[Dataset entries]
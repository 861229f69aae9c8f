// Copyright (c) Microsoft Corporation.
// Licensed under the MIT License.

//! The endpoint data path: transmit, receive polling, doorbell commits,
//! notification mode changes, and deferred completion dispatch.
//!
//! Completions reach an endpoint in one of two ways. In IRQ mode the ring
//! calls [`Endpoint::on_completion`] from interrupt-equivalent context, which
//! only marks the packet done and schedules the endpoint's worker. In POLL mode
//! the caller pulls completions through [`Endpoint::rx_poll`].

use crate::channel::ChannelState;
use crate::endpoint::Counters;
use crate::endpoint::Endpoint;
use crate::endpoint::EndpointState;
use crate::endpoint::OutstandingPacket;
use crate::endpoint::StreamMode;
use crate::error::ConfigError;
use crate::error::DmaError;
use crate::error::ErrorKind;
use crate::error::ResourceError;
use crate::error::StateError;
use crate::packet::Packet;
use crate::packet::PacketStatus;
use crate::ring::CompletionCode;
use crate::ring::Descriptor;
use crate::ring::DescriptorFlags;
use crate::ring::Direction;
use crate::ring::NotifyMode;
use crate::ring::RingCompletion;
use crate::work::Work;
use std::sync::atomic::Ordering;
use std::sync::Arc;
use thiserror::Error;

/// Bits of a descriptor cookie holding the buffer index within its packet.
const COOKIE_INDEX_BITS: u32 = 8;

/// The longest buffer chain a packet may have.
pub const MAX_CHAIN_LEN: usize = 1 << COOKIE_INDEX_BITS;

fn cookie(key: usize, index: usize) -> u64 {
    ((key as u64) << COOKIE_INDEX_BITS) | index as u64
}

fn cookie_parts(cookie: u64) -> (usize, usize) {
    (
        (cookie >> COOKIE_INDEX_BITS) as usize,
        (cookie & ((1 << COOKIE_INDEX_BITS) - 1)) as usize,
    )
}

/// A failed transmit. Carries back every packet the call did not queue, in
/// submission order.
#[derive(Debug, Error)]
#[error("transmit failed")]
pub struct TransmitError {
    /// Why the call failed.
    #[source]
    pub error: DmaError,
    /// The packets handed back to the caller.
    pub packets: Vec<Packet>,
}

impl TransmitError {
    /// The kind of the underlying error.
    pub fn kind(&self) -> ErrorKind {
        self.error.kind()
    }
}

impl From<TransmitError> for DmaError {
    fn from(err: TransmitError) -> Self {
        err.error
    }
}

/// The result of [`Endpoint::rx_poll`].
#[derive(Debug, Copy, Clone, PartialEq, Eq)]
pub enum PollResult {
    /// Nothing was ready.
    Empty,
    /// This many packets were appended to the output.
    Ready(usize),
}

impl PollResult {
    /// The number of packets returned.
    pub fn count(&self) -> usize {
        match *self {
            PollResult::Empty => 0,
            PollResult::Ready(n) => n,
        }
    }
}
// Copyright (c) Microsoft Corporation.
// Licensed under the MIT License.

use ecpri_dma::ChannelId;
use ecpri_dma::DmaEngine;
use ecpri_dma::DmaError;
use ecpri_dma::Endpoint;
use ecpri_dma::EndpointConfig;
use std::sync::Arc;

/// A list of completed channel setup steps.
///
/// Each successful step is recorded. [`Self::destroy`] undoes them newest
/// first, so a setup that fails partway can be unwound exactly, and a later
/// teardown runs in strict reverse order of setup.
///
/// If the arena is dropped without calling `destroy` or `forget`, the
/// channels leak.
#[derive(Default)]
pub(crate) struct ChannelArena {
    steps: Vec<Step>,
}

enum Step {
    Allocated(Arc<Endpoint>),
    Enabled(Arc<Endpoint>),
    Started(Arc<Endpoint>),
}

impl ChannelArena {
    pub fn new() -> Self {
        Self::default()
    }

    pub fn allocate(
        &mut self,
        engine: &DmaEngine,
        id: ChannelId,
        config: EndpointConfig,
    ) -> Result<Arc<Endpoint>, DmaError> {
        let endpoint = engine.allocate(id, config)?;
        self.steps.push(Step::Allocated(endpoint.clone()));
        Ok(endpoint)
    }

    pub fn enable(&mut self, endpoint: &Arc<Endpoint>) -> Result<(), DmaError> {
        endpoint.enable()?;
        self.steps.push(Step::Enabled(endpoint.clone()));
        Ok(())
    }

    pub fn start(&mut self, endpoint: &Arc<Endpoint>) -> Result<(), DmaError> {
        endpoint.start()?;
        self.steps.push(Step::Started(endpoint.clone()));
        Ok(())
    }

    /// Keeps everything set up so far; the caller now owns teardown.
    pub fn forget(mut self) {
        self.steps.clear();
    }

    /// Undoes every recorded step, newest first. Failures are logged and the
    /// remaining steps still run.
    pub fn destroy(mut self) {
        for step in self.steps.drain(..).rev() {
            let (endpoint, r) = match step {
                Step::Started(endpoint) => {
                    let r = endpoint.stop();
                    (endpoint, r)
                }
                Step::Enabled(endpoint) => {
                    // Flush anything still posted so the channel can be freed.
                    let r = endpoint.reset().and_then(|()| endpoint.disable());
                    (endpoint, r)
                }
                Step::Allocated(endpoint) => {
                    let r = endpoint.deallocate();
                    (endpoint, r)
                }
            };
            if let Err(err) = r {
                tracing::error!(
                    channel = %endpoint.id(),
                    error = &err as &dyn std::error::Error,
                    "failed to tear down channel"
                );
            }
        }
    }
}

impl Drop for ChannelArena {
    fn drop(&mut self) {
        if !self.steps.is_empty() {
            tracing::error!("leaking channels");
        }
    }
}
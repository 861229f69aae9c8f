// Copyright (c) Microsoft Corporation.
// Licensed under the MIT License.

//! MHI virtual function support on top of the eCPRI DMA engine.
//!
//! The physical function and each virtual function get a memcpy context on a
//! fixed set of hardware channels, plus MHI channel connections that the
//! upstream bus driver brings up per function.

#![forbid(unsafe_code)]
#![warn(missing_docs)]

mod client;
mod function;
mod memcpy;
mod setup;

pub use client::FunctionState;
pub use client::MhiChannelConfig;
pub use client::MhiChannelHandle;
pub use client::MhiChannelScratch;
pub use client::MhiDma;
pub use client::ReadyCallback;
pub use client::MHI_SCRATCH_INDEX;
pub use function::Function;
pub use function::FunctionChannels;
pub use function::FunctionIndex;
pub use function::FunctionType;
pub use function::FUNCTION_COUNT;
pub use function::MAX_VIRTUAL_FUNCTIONS;
pub use memcpy::MemcpyCallback;
pub use memcpy::MemcpyContext;
pub use memcpy::MemcpyLimits;
pub use memcpy::MemcpyStats;

#[cfg(test)]
mod tests;
// Copyright (c) Microsoft Corporation.
// Licensed under the MIT License.

//! The ring transport contract.
//!
//! A ring transport owns the hardware transfer rings. The engine drives it
//! through [`RingTransport`] and receives interrupt-time completions through a
//! [`RingEventSink`] registered at channel allocation.

use bitfield_struct::bitfield;
use std::fmt;
use std::sync::Arc;
use thiserror::Error;

/// A hardware channel number.
#[derive(Debug, Copy, Clone, PartialEq, Eq, Hash, PartialOrd, Ord)]
pub struct ChannelId(pub u32);

impl ChannelId {
    /// Sentinel for "no channel", used in static channel tables.
    pub const INVALID: Self = Self(u32::MAX);

    /// Returns true unless this is [`Self::INVALID`].
    pub fn is_valid(&self) -> bool {
        *self != Self::INVALID
    }
}

impl fmt::Display for ChannelId {
    fn fmt(&self, f: &mut fmt::Formatter<'_>) -> fmt::Result {
        if self.is_valid() {
            write!(f, "ch{}", self.0)
        } else {
            f.write_str("ch-invalid")
        }
    }
}

/// The transfer direction of a channel.
#[derive(Debug, Copy, Clone, PartialEq, Eq)]
pub enum Direction {
    /// Host memory is read by the device (transmit).
    Source,
    /// Host memory is written by the device (receive).
    Destination,
}

/// How completions are reported.
#[derive(Debug, Copy, Clone, PartialEq, Eq)]
pub enum NotifyMode {
    /// Completions are signaled through the channel's [`RingEventSink`].
    Irq,
    /// Completions accumulate until [`RingTransport::poll`] is called.
    Poll,
}

/// Interrupt moderation for a channel.
#[derive(Debug, Copy, Clone, PartialEq, Eq, Default)]
pub struct Moderation {
    /// Interrupt coalescing timer in microseconds, 0 to disable.
    pub timer_us: u16,
    /// Number of completions to coalesce, 0 to disable.
    pub packet_count: u8,
}

/// Parameters for allocating a channel.
#[derive(Debug, Clone)]
pub struct ChannelParams {
    /// Transfer direction.
    pub direction: Direction,
    /// Number of descriptors the ring holds.
    pub ring_len: usize,
    /// Interrupt moderation.
    pub moderation: Moderation,
    /// No completion events are generated for this channel.
    pub eventless: bool,
    /// Notification mode the channel starts in.
    pub initial_mode: NotifyMode,
}

/// Control bits of a [`Descriptor`].
#[bitfield(u16)]
#[derive(PartialEq, Eq)]
pub struct DescriptorFlags {
    /// More descriptors of the same packet follow.
    pub chain: bool,
    /// Last descriptor of a packet.
    pub eot: bool,
    /// Interrupt on end of this buffer.
    pub ieob: bool,
    /// Interrupt on end of transfer.
    pub ieot: bool,
    /// Block the event interrupt for this descriptor.
    pub bei: bool,
    #[bits(11)]
    __: u16,
}

/// One transfer descriptor.
#[derive(Debug, Copy, Clone, PartialEq, Eq)]
pub struct Descriptor {
    /// Device address of the buffer.
    pub addr: u64,
    /// Buffer length in bytes.
    pub len: u32,
    /// Control bits.
    pub flags: DescriptorFlags,
    /// Opaque value returned in the matching [`RingCompletion`].
    pub cookie: u64,
}

/// Hardware completion status.
#[derive(Debug, Copy, Clone, PartialEq, Eq)]
pub enum CompletionCode {
    /// The transfer finished.
    Success,
    /// The device wrote more data than the buffer holds.
    Overflow,
    /// The descriptor was discarded by a channel reset.
    Aborted,
    /// A device-specific error code.
    Hardware(u16),
}

/// A completion reported by the ring.
#[derive(Debug, Copy, Clone, PartialEq, Eq)]
pub struct RingCompletion {
    /// The cookie of the completed descriptor.
    pub cookie: u64,
    /// Bytes actually transferred.
    pub len: u32,
    /// Completion status.
    pub code: CompletionCode,
    /// This completion is for the last descriptor of a packet.
    pub eot: bool,
}

/// Receives completions in interrupt-equivalent context.
pub trait RingEventSink: Send + Sync {
    /// Called once per completion while the channel is in IRQ mode.
    fn on_completion(&self, completion: RingCompletion);
}

/// An error from the ring transport.
#[allow(missing_docs)] // self-explanatory variants
#[derive(Debug, Error)]
pub enum RingError {
    #[error("no hardware channel available for {0}")]
    NoChannel(ChannelId),
    #[error("ring full: {requested} requested, {available} available")]
    RingFull { requested: usize, available: usize },
    #[error("channel {0} is not allocated")]
    NotAllocated(ChannelId),
    #[error("channel {channel} cannot {op} in its current state")]
    InvalidState { channel: ChannelId, op: &'static str },
    #[error("channel {channel} hardware error {code:#x}")]
    Hardware { channel: ChannelId, code: u32 },
}

/// A hardware ring transfer primitive.
///
/// Implementations must never call a [`RingEventSink`] from within a call made
/// through this trait; the engine holds endpoint locks across these calls.
pub trait RingTransport: Send + Sync {
    /// Allocates channel `id` and registers `sink` for its completions.
    fn allocate(
        &self,
        id: ChannelId,
        params: &ChannelParams,
        sink: Arc<dyn RingEventSink>,
    ) -> Result<(), RingError>;
    /// Enables an allocated or disabled channel.
    fn enable(&self, id: ChannelId) -> Result<(), RingError>;
    /// Starts processing descriptors.
    fn start(&self, id: ChannelId) -> Result<(), RingError>;
    /// Stops processing descriptors. Queued descriptors are kept.
    fn stop(&self, id: ChannelId) -> Result<(), RingError>;
    /// Disables an enabled or stopped channel.
    fn disable(&self, id: ChannelId) -> Result<(), RingError>;
    /// Releases the channel. The sink is dropped.
    fn deallocate(&self, id: ChannelId) -> Result<(), RingError>;
    /// Discards every queued descriptor and pending completion.
    fn reset(&self, id: ChannelId) -> Result<(), RingError>;

    /// Queues `descriptors` as one batch: either all are queued or none are.
    ///
    /// If `commit` is set the doorbell is rung after queueing.
    fn queue_transfer(
        &self,
        id: ChannelId,
        descriptors: &[Descriptor],
        commit: bool,
    ) -> Result<(), RingError>;

    /// Makes every queued descriptor visible to the hardware.
    fn ring_doorbell(&self, id: ChannelId) -> Result<(), RingError>;

    /// Appends up to `budget` completions to `out`, returning the number
    /// appended.
    fn poll(
        &self,
        id: ChannelId,
        budget: usize,
        out: &mut Vec<RingCompletion>,
    ) -> Result<usize, RingError>;

    /// Switches between interrupt and polled completion reporting.
    fn set_notification_mode(&self, id: ChannelId, mode: NotifyMode) -> Result<(), RingError>;

    /// Reads channel scratch register `index`.
    fn read_scratch(&self, id: ChannelId, index: usize) -> Result<u32, RingError>;
    /// Writes channel scratch register `index`.
    fn write_scratch(&self, id: ChannelId, index: usize, value: u32) -> Result<(), RingError>;
}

> Description of the task
From the line containing "fn write_scratch(&self, id: ChannelId, index: usize, value: u32)" to the last line of the records above, please write out every line exactly and add nothing.

> Output of the task
    fn write_scratch(&self, id: ChannelId, index: usize, value: u32) -> Result<(), RingError>;
}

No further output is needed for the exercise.